Tanya:
Para penceramah yang sering kali saya dengar, di antara mereka ada yang menyerukan agar seorang muslim senantiasa waspada kepada non-muslim. Kalangan non-muslim yang mereka sebut kafir itu, kata mereka, selalu berusaha untuk melemahkan umat Islam. Dengan demikian, sikap seorang muslim mesti harus selalu memusuhi non-muslim. Benarkah Islam mengajarkan untuk memusuhi dan membenci kaum non-muslim?
Jawab:
Diakui atau tidak, sebagian dari penceramah kita ada yang menyebarkan narasi dakwah yang kiranya mengajak pada permusuhan, khususnya pada non-muslim. Soal permusuhan kepada non-muslim ini, mereka kerap merujuk pada sikap Rasulullah yang tegas pada kaum kafir dalam peperangan dan dalam penegakan hukum Islam.
Para penceramah ini memiliki dalil yang menjadi legitimasi mereka dalam menanamkan sikap curiga juga permusuhan kepada non-muslim dari ayat-ayat Al Quran. Di antaranya adalah ayat pertama surat Al Mumtahanah berikut:
…يَا أَيُّهَا الَّذِينَ آَمَنُوا لَا تَتَّخِذُوا عَدُوِّي وَعَدُوَّكُمْ أَوْلِيَاءَ
Artinya: “Hai orang-orang yang beriman, janganlah kamu mengambil musuh-Ku dan musuhmu menjadi teman-teman setia…” (QS. Al Mumtahanah : 1)
Selain itu, kerap dikutip juga ayat ke-51 surat Al Maidah yang pernah populer dalam kontestasi politik beberapa tahun lalu juga menyebutkan bahwa seorang yang beriman hendaknya berhati-hati dengan kaum kafir dan tidak menjadikan mereka sekutu, berikut ayatnya:
يَا أَيُّهَا الَّذِينَ آَمَنُوا لَا تَتَّخِذُوا الْيَهُودَ وَالنَّصَارَى أَوْلِيَاءَ بَعْضُهُمْ أَوْلِيَاءُ بَعْضٍ وَمَنْ يَتَوَلَّهُمْ مِنْكُمْ فَإِنَّهُ مِنْهُمْ إِنَّ اللَّهَ لَا يَهْدِي الْقَوْمَ الظَّالِمِينَ
Artinya: “Hai orang-orang yang beriman, janganlah kamu menjadikan kaum Yahudi dan Nasrani menjadi ‘wali-wali’-mu.. Sebagian mereka adalah ‘wali’ bagi yang lain. Barangsiapa diantara kamu mengambil mereka menjadi ‘wali’, maka sesungguhnya orang itu termasuk golongan mereka. Sesungguhnya Allah tidak memberi petunjuk kepada orang-orang yang zalim” (QS. Al Ma-idah : 51)

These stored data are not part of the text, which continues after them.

//! File logging for the terminal UI.
//!
//! The TUI owns stdout, so events go to a daily-rolling JSON log under the
//! data directory. `RUST_LOG` overrides the default `info` filter.

use std::fs;
use std::path::{Path, PathBuf};

use flate2::write::GzEncoder;
use flate2::Compression;
use tracing_appender::non_blocking::WorkerGuard;
use tracing_subscriber::{layer::SubscriberExt, util::SubscriberInitExt, EnvFilter, Layer};

const LOG_PREFIX: &str = "hanzi-hero.log";

pub fn log_dir(data_dir: &Path) -> PathBuf {
    data_dir.join("logs")
}

/// Initialize the logging system for the TUI.
///
/// Returns a `WorkerGuard` which must be kept alive until shutdown so
/// buffered events are flushed.
pub fn init_tui(data_dir: &Path) -> WorkerGuard {
    let log_dir = log_dir(data_dir);

    if !log_dir.exists() {
        if let Err(e) = fs::create_dir_all(&log_dir) {
            eprintln!("Failed to create logs directory: {}", e);
        }
    }

    let file_appender = tracing_appender::rolling::daily(&log_dir, LOG_PREFIX);
    let (non_blocking, guard) = tracing_appender::non_blocking(file_appender);

    let env_filter = EnvFilter::try_from_default_env().unwrap_or_else(|_| EnvFilter::new("info"));

    let file_layer = tracing_subscriber::fmt::layer()
        .with_writer(non_blocking)
        .json()
        .with_file(true)
        .with_line_number(true)
        .with_thread_ids(true)
        .with_target(true)
        .with_filter(env_filter);

    // No stdout layer; the terminal belongs to the UI.
    if let Err(e) = tracing_subscriber::registry().with(file_layer).try_init() {
        eprintln!("Failed to initialize tracing subscriber: {}", e);
    }

    if let Err(e) = tracing_log::LogTracer::init() {
        eprintln!("Failed to initialize LogTracer: {}", e);
    }

    std::thread::spawn(move || {
        compress_old_logs(&log_dir);
    });

    guard
}

/// Rolled-over logs from previous days that have not been compressed yet.
fn should_compress(name: &str, today_suffix: &str) -> bool {
    name.starts_with(LOG_PREFIX)
        && name.len() > LOG_PREFIX.len()
        && !name.ends_with(today_suffix)
        && !name.ends_with(".gz")
}

fn compress_old_logs(log_dir: &Path) {
    let today_suffix = chrono::Local::now().format("%Y-%m-%d").to_string();

    let Ok(entries) = fs::read_dir(log_dir) else {
        return;
    };
    for entry in entries.flatten() {
        let path = entry.path();
        let Some(name) = path.file_name().and_then(|n| n.to_str()) else {
            continue;
        };
        if !should_compress(name, &today_suffix) {
            continue;
        }
        match compress_file(&path) {
            Ok(()) => tracing::info!(path = %path.display(), "Compressed old log"),
            Err(e) => {
                tracing::warn!(path = %path.display(), error = %e, "Failed to compress old log")
            }
        }
    }
}

fn compress_file(path: &Path) -> std::io::Result<()> {
    let file = fs::File::open(path)?;
    let mut reader = std::io::BufReader::new(file);

    let mut gz_name = path
        .file_name()
        .ok_or_else(|| std::io::Error::new(std::io::ErrorKind::Other, "No filename"))?
        .to_os_string();
    gz_name.push(".gz");
    let gz_path = path.with_file_name(gz_name);

    if gz_path.exists() {
        return Ok(());
    }

    let output = fs::File::create(&gz_path)?;
    let mut encoder = GzEncoder::new(output, Compression::default());
    std::io::copy(&mut reader, &mut encoder)?;
    encoder.finish()?;

    fs::remove_file(path)
}

#[cfg(test)]
mod tests {
    use super::*;
    use flate2::read::GzDecoder;
    use std::io::Read;

    #[test]
    fn test_should_compress() {
        let today = "2026-10-16";
        assert!(should_compress("hanzi-hero.log.2026-10-15", today));
        assert!(!should_compress("hanzi-hero.log.2026-10-16", today));
        assert!(!should_compress("hanzi-hero.log.2026-10-15.gz", today));
        assert!(!should_compress("hanzi-hero.log", today));
        assert!(!should_compress("other.log.2026-10-15", today));
    }

    #[test]
    fn test_compress_file_replaces_original() {
        let dir = tempfile::tempdir().unwrap();
        let path = dir.path().join("hanzi-hero.log.2026-10-15");
        fs::write(&path, "{\"level\":\"INFO\"}\n").unwrap();

        compress_file(&path).unwrap();

        assert!(!path.exists());
        let gz = dir.path().join("hanzi-hero.log.2026-10-15.gz");
        let mut contents = String::new();
        GzDecoder::new(fs::File::open(gz).unwrap())
            .read_to_string(&mut contents)
            .unwrap();
        assert_eq!(contents, "{\"level\":\"INFO\"}\n");
    }
}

Baca juga: Benarkah Yahudi Musuh Islam?
Terkait kata awliya’, ada yang menafsirkan dengan kata ‘pemimpin-pemimpin’. Namun ia juga dapat ditafsirkan dengan arti “penolong”, “aliansi”, atau “teman dekat”. Pendapat ini dicatat oleh Muhammad ibn Jarir al-Thabari dalam tafsirnya Tafsir ath Thabari, dan Prof. M. Quraish Shihab juga memaknai ‘para wali’ ini dengan “teman dekat dan penolong”.

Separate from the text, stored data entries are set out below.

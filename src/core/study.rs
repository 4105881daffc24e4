//! Study session: the single owner of catalog, navigation and mastery state.
//!
//! Presentation code reads from a `StudySession` and sends intents back
//! through its named transitions; nothing else mutates this state.

use crate::core::catalog::{Catalog, GrammarTopic, HskLevel, Word, WordIndex};
use crate::core::difficulty::DifficultyFilter;
use crate::core::navigation::{DisplayMode, NavigationState};
use crate::core::progress::{MasteredSet, ProgressError, ProgressStore};

/// Mastered / total words at a level.
#[derive(Debug, Clone, Copy, PartialEq, Eq)]
pub struct LevelProgress {
    pub mastered: usize,
    pub total: usize,
}

impl LevelProgress {
    /// Rounded percentage, 0 for an empty level.
    pub fn percentage(&self) -> u16 {
        if self.total == 0 {
            return 0;
        }
        ((self.mastered as f64 / self.total as f64) * 100.0).round() as u16
    }
}

/// Counts shown above the word list.
#[derive(Debug, Clone, Copy, PartialEq, Eq)]
pub struct ListStats {
    pub mastered: usize,
    pub learning: usize,
}

pub struct StudySession {
    catalog: Catalog,
    nav: NavigationState,
    mastered: MasteredSet,
    store: Box<dyn ProgressStore>,
}

impl StudySession {
    /// Build the initial state and restore saved progress.
    pub fn new(catalog: Catalog, store: Box<dyn ProgressStore>) -> Self {
        let mastered = store.load();
        let nav = NavigationState::initial(&catalog);
        tracing::info!(
            words = catalog.words().len(),
            topics = catalog.topics().len(),
            mastered = mastered.len(),
            "Study session started"
        );
        Self {
            catalog,
            nav,
            mastered,
            store,
        }
    }

    // ── Read models ─────────────────────────────────────────────────────

    pub fn catalog(&self) -> &Catalog {
        &self.catalog
    }

    pub fn navigation(&self) -> &NavigationState {
        &self.nav
    }

    pub fn level(&self) -> HskLevel {
        self.nav.level()
    }

    pub fn mode(&self) -> DisplayMode {
        self.nav.mode()
    }

    pub fn mastered(&self) -> &MasteredSet {
        &self.mastered
    }

    pub fn current_index(&self) -> Option<WordIndex> {
        self.nav.current_word()
    }

    pub fn current_word(&self) -> Option<&Word> {
        self.nav.current_word().and_then(|i| self.catalog.word(i))
    }

    pub fn is_mastered(&self, id: &str) -> bool {
        self.mastered.contains(id)
    }

    /// Words at the current level, in catalog order.
    pub fn level_words(&self) -> Vec<(WordIndex, &Word)> {
        self.catalog
            .words_at(self.nav.level())
            .into_iter()
            .filter_map(|i| self.catalog.word(i).map(|w| (i, w)))
            .collect()
    }

    pub fn level_topics(&self) -> Vec<&GrammarTopic> {
        self.catalog.topics_at(self.nav.level())
    }

    pub fn level_progress(&self) -> LevelProgress {
        let words = self.level_words();
        LevelProgress {
            mastered: words
                .iter()
                .filter(|(_, w)| self.mastered.contains(&w.id))
                .count(),
            total: words.len(),
        }
    }

    /// Current-level words passing the difficulty filter.
    pub fn filtered_words(&self, filter: DifficultyFilter) -> Vec<(WordIndex, &Word)> {
        self.level_words()
            .into_iter()
            .filter(|(_, w)| filter.matches(w))
            .collect()
    }

    pub fn list_stats(&self, filter: DifficultyFilter) -> ListStats {
        let words = self.filtered_words(filter);
        let mastered = words
            .iter()
            .filter(|(_, w)| self.mastered.contains(&w.id))
            .count();
        ListStats {
            mastered,
            learning: words.len() - mastered,
        }
    }

    // ── Transitions ─────────────────────────────────────────────────────

    pub fn change_level(&mut self, level: HskLevel) {
        self.nav.change_level(&self.catalog, level);
        tracing::debug!(%level, word = ?self.nav.current_word(), "Level changed");
    }

    pub fn change_mode(&mut self, mode: DisplayMode) {
        self.nav.change_mode(mode);
    }

    /// Select a word of the current level; other levels are ignored.
    pub fn select_word(&mut self, index: WordIndex) -> bool {
        self.nav.select_word(&self.catalog, index)
    }

    /// Select from the word list: selects the word and opens its flashcard.
    pub fn select_from_list(&mut self, index: WordIndex) -> bool {
        if !self.select_word(index) {
            return false;
        }
        self.nav.change_mode(DisplayMode::Flashcards);
        true
    }

    pub fn advance(&mut self) {
        self.nav.advance(&self.catalog);
    }

    /// Record the user's mastery verdict, persist it, then advance.
    ///
    /// The in-memory set and the advance are applied even if saving fails;
    /// the save error is returned for the caller to report.
    pub fn toggle_mastery(&mut self, id: &str, mastered: bool) -> Result<(), ProgressError> {
        self.mastered.set(id, mastered);
        tracing::info!(word = id, mastered, "Mastery updated");

        let saved = self.store.save(&self.mastered);
        if let Err(ref e) = saved {
            tracing::error!(error = %e, "Failed to save progress");
        }

        self.advance();
        saved
    }

    pub fn toggle_sidebar(&mut self) {
        self.nav.toggle_sidebar();
    }
}
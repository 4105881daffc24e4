//! Error types for catalog loading and validation.

use std::path::PathBuf;

use thiserror::Error;

#[derive(Debug, Error)]
pub enum CatalogError {
    #[error("Failed to read catalog {path}: {source}")]
    Io {
        path: PathBuf,
        #[source]
        source: std::io::Error,
    },

    #[error("Catalog is not valid JSON: {0}")]
    Parse(#[from] serde_json::Error),

    #[error("Duplicate word id: {0}")]
    DuplicateWord(String),

    #[error("Duplicate grammar topic id: {0}")]
    DuplicateTopic(String),

    #[error("Word {0} has no display characters")]
    EmptyWord(String),
}

pub type Result<T> = std::result::Result<T, CatalogError>;
//! Property-based tests for navigation
//!
//! Tests invariants:
//! - After change_level(L) the current word is at L, or absent iff L is empty
//! - n calls to advance on a level of n words visit each word once and
//!   return to the start

use std::collections::HashSet;

use proptest::prelude::*;

use crate::core::catalog::HskLevel;
use crate::core::study::StudySession;
use crate::core::progress::MemoryProgressStore;
use crate::tests::common::{catalog_for_levels, layout_strategy, level_strategy};

proptest! {
    #[test]
    fn change_level_keeps_current_word_on_level(
        layout in layout_strategy(),
        moves in prop::collection::vec(level_strategy(), 1..10),
    ) {
        let mut session =
            StudySession::new(catalog_for_levels(&layout), Box::new(MemoryProgressStore::new()));
        for level in moves {
            session.change_level(level);
            prop_assert_eq!(session.level(), level);
            match session.current_word() {
                Some(word) => prop_assert_eq!(word.level, level),
                None => prop_assert!(!layout.contains(&level)),
            }
        }
    }

    #[test]
    fn advance_cycles_through_level(layout in layout_strategy(), level in level_strategy()) {
        let mut session =
            StudySession::new(catalog_for_levels(&layout), Box::new(MemoryProgressStore::new()));
        session.change_level(level);

        let n = layout.iter().filter(|l| **l == level).count();
        let start = session.current_index();
        prop_assert_eq!(start.is_some(), n > 0);

        let mut seen = HashSet::new();
        for _ in 0..n {
            let index = session.current_index().unwrap();
            prop_assert!(seen.insert(index));
            session.advance();
        }
        prop_assert_eq!(seen.len(), n);
        prop_assert_eq!(session.current_index(), start);
    }
}

#[test]
fn advance_on_empty_level_is_noop() {
    let mut session = StudySession::new(
        catalog_for_levels(&[HskLevel::Hsk1]),
        Box::new(MemoryProgressStore::new()),
    );
    session.change_level(HskLevel::Hsk3);
    session.advance();
    assert!(session.current_word().is_none());
}
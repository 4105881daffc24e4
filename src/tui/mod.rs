//! Terminal UI: Elm-style event loop over a `StudySession`.

pub mod app;
pub mod events;
pub mod layout;
pub mod services;
pub mod sidebar;
pub mod theme;
pub mod views;
pub mod widgets;
use crate::core::catalog::{HskLevel, WordIndex};
use crate::core::gateway::ExampleSentence;
use crate::core::generated::ContentTicket;
use crate::core::navigation::DisplayMode;

/// Events flowing through the Elm-architecture event loop.
#[derive(Debug, Clone)]
pub enum AppEvent {
    /// Periodic tick for notification TTLs and the loading spinner.
    Tick,
    /// Raw terminal input (keyboard/mouse).
    Input(crossterm::event::Event),
    /// Example sentence request finished (`None` = unavailable).
    ExampleReady {
        ticket: ContentTicket,
        example: Option<ExampleSentence>,
    },
    /// Grammar lesson request finished (`None` = unavailable).
    LessonReady {
        ticket: ContentTicket,
        lesson: Option<String>,
    },
    /// Notification raised outside the event loop (e.g. at startup).
    Notification(Notification),
}

/// Intents emitted by key mapping and views. Every study-state mutation
/// goes through one of these.
#[derive(Debug, Clone, PartialEq, Eq)]
pub enum Action {
    // Level
    SetLevel(HskLevel),
    NextLevel,
    PrevLevel,

    // Mode
    SetMode(DisplayMode),
    NextMode,
    PrevMode,

    // Words
    /// Pick a word from the list; opens it as a flashcard.
    SelectWord(WordIndex),
    MarkWord { id: String, mastered: bool },
    NextWord,

    // Modals
    ToggleSidebar,
    ShowHelp,
    CloseHelp,

    Quit,
}

/// Result of offering a key to the focused view.
#[derive(Debug, Clone, PartialEq, Eq)]
pub enum InputResult {
    /// Handled entirely inside the view.
    Consumed,
    /// Handled, and the app must apply this action.
    Dispatch(Action),
}

/// Notification level for the overlay system.
#[derive(Debug, Clone, Copy, PartialEq, Eq)]
pub enum NotificationLevel {
    Info,
    Warning,
    Error,
}

/// A timed notification shown in the overlay.
#[derive(Debug, Clone)]
pub struct Notification {
    pub message: String,
    pub level: NotificationLevel,
    /// Ticks remaining before auto-dismiss.
    pub ttl_ticks: u32,
}

impl Notification {
    pub fn new(message: impl Into<String>, level: NotificationLevel) -> Self {
        Self {
            message: message.into(),
            level,
            ttl_ticks: 100,
        }
    }
}
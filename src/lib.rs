/// HanziHero - HSK 1-3 Chinese Trainer (TUI Edition)
///
/// Core library providing the word catalog, mastery tracking, navigation,
/// AI-generated examples and lessons, and speech output for learners of
/// Mandarin vocabulary and grammar.

pub mod config;
pub mod core;
pub mod tui;

#[cfg(test)]
mod tests;

pub const VERSION: &str = env!("CARGO_PKG_VERSION");
pub const NAME: &str = env!("CARGO_PKG_NAME");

Perlu dipahami bahwa asbabun nuzul ayat di atas adalah pada kondisi peperangan (ada yang menyatakan jelang perang Bani Quraizhah, ada yang menyebut jelang perang Uhud). Dalam kondisi perang yang genting, memercayai urusan-urusan strategi atau aliansi perang pada pihak yang masih meragukan untuk dipercaya, dalam hal ini kaum Yahudi dan Nasrani Madinah, cukup mengkhawatirkan. Kekhawatiran itu timbul dari beberapa babak sejarah sebelumnya ketika Yahudi dan Nasrani Madinah berkonflik dengan kaum Muslimin. Meski telah diatur oleh pakta damai, namun Rasulullah dan para sahabat masih berhati-hati akan beragam kemungkinan yang tidak diinginkan.
Selain dua ayat di atas, ayat lain yang dirujuk dalam sikap bermusuhan dengan non-muslim adalah dalam Al Fath ayat 49 berikut:
…مُحَمَّدٌ رَّسُوْلُ اللّٰهِ ۗوَالَّذِيْنَ مَعَهٗٓ اَشِدَّاۤءُ عَلَى الْكُفَّارِ رُحَمَاۤءُ بَيْنَهُمْ
Artinya: “Muhammad itu adalah utusan Allah dan orang-orang yang bersama dengan dia adalah keras terhadap orang-orang kafir, tetapi berkasih sayang sesama mereka…”
Ayat di atas jika dipahami parsial dapat menjadi dasar untuk muslim memusuhi non-Muslim atau sesama Muslim dinilai menyimpang. Bahkan, “bersikap keras” makna lafal ‘asyidda’ di atas yang ditujukan kepada orang kafir akan dipahami sebagai permusuhan, bahkan kekerasan fisik.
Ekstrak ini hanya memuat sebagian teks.